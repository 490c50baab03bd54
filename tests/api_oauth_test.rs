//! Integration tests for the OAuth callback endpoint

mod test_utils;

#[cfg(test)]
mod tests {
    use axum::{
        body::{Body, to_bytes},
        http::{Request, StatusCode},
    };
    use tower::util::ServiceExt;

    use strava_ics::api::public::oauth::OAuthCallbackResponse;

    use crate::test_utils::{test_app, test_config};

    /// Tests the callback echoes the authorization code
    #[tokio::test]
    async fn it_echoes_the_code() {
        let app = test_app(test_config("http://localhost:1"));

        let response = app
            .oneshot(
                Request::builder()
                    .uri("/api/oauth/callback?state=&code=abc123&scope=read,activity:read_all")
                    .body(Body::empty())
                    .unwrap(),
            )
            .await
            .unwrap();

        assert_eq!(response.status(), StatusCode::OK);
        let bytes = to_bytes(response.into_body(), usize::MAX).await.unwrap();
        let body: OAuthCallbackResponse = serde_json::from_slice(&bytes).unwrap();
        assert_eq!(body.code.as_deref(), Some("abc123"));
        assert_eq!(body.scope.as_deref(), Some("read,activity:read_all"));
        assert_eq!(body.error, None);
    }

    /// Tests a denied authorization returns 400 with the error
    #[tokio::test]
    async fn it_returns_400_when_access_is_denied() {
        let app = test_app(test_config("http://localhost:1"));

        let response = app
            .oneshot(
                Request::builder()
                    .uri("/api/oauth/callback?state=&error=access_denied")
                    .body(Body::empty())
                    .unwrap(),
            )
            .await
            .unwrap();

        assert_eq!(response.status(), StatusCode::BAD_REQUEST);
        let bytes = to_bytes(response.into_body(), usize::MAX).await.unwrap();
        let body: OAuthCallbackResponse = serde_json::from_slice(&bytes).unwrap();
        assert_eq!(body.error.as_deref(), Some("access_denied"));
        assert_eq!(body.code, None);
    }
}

What is needed
The whole of the material above needs to be copied exactly.

Exercise answer
repository 490c50baab03bd54
filename tests/api_oauth_test.rs
//! Integration tests for the OAuth callback endpoint

mod test_utils;

#[cfg(test)]
mod tests {
    use axum::{
        body::{Body, to_bytes},
        http::{Request, StatusCode},
    };
    use tower::util::ServiceExt;

    use strava_ics::api::public::oauth::OAuthCallbackResponse;

    use crate::test_utils::{test_app, test_config};

    /// Tests the callback echoes the authorization code
    #[tokio::test]
    async fn it_echoes_the_code() {
        let app = test_app(test_config("http://localhost:1"));

        let response = app
            .oneshot(
                Request::builder()
                    .uri("/api/oauth/callback?state=&code=abc123&scope=read,activity:read_all")
                    .body(Body::empty())
                    .unwrap(),
            )
            .await
            .unwrap();

        assert_eq!(response.status(), StatusCode::OK);
        let bytes = to_bytes(response.into_body(), usize::MAX).await.unwrap();
        let body: OAuthCallbackResponse = serde_json::from_slice(&bytes).unwrap();
        assert_eq!(body.code.as_deref(), Some("abc123"));
        assert_eq!(body.scope.as_deref(), Some("read,activity:read_all"));
        assert_eq!(body.error, None);
    }

    /// Tests a denied authorization returns 400 with the error
    #[tokio::test]
    async fn it_returns_400_when_access_is_denied() {
        let app = test_app(test_config("http://localhost:1"));

        let response = app
            .oneshot(
                Request::builder()
                    .uri("/api/oauth/callback?state=&error=access_denied")
                    .body(Body::empty())
                    .unwrap(),
            )
            .await
            .unwrap();

        assert_eq!(response.status(), StatusCode::BAD_REQUEST);
        let bytes = to_bytes(response.into_body(), usize::MAX).await.unwrap();
        let body: OAuthCallbackResponse = serde_json::from_slice(&bytes).unwrap();
        assert_eq!(body.error.as_deref(), Some("access_denied"));
        assert_eq!(body.code, None);
    }
}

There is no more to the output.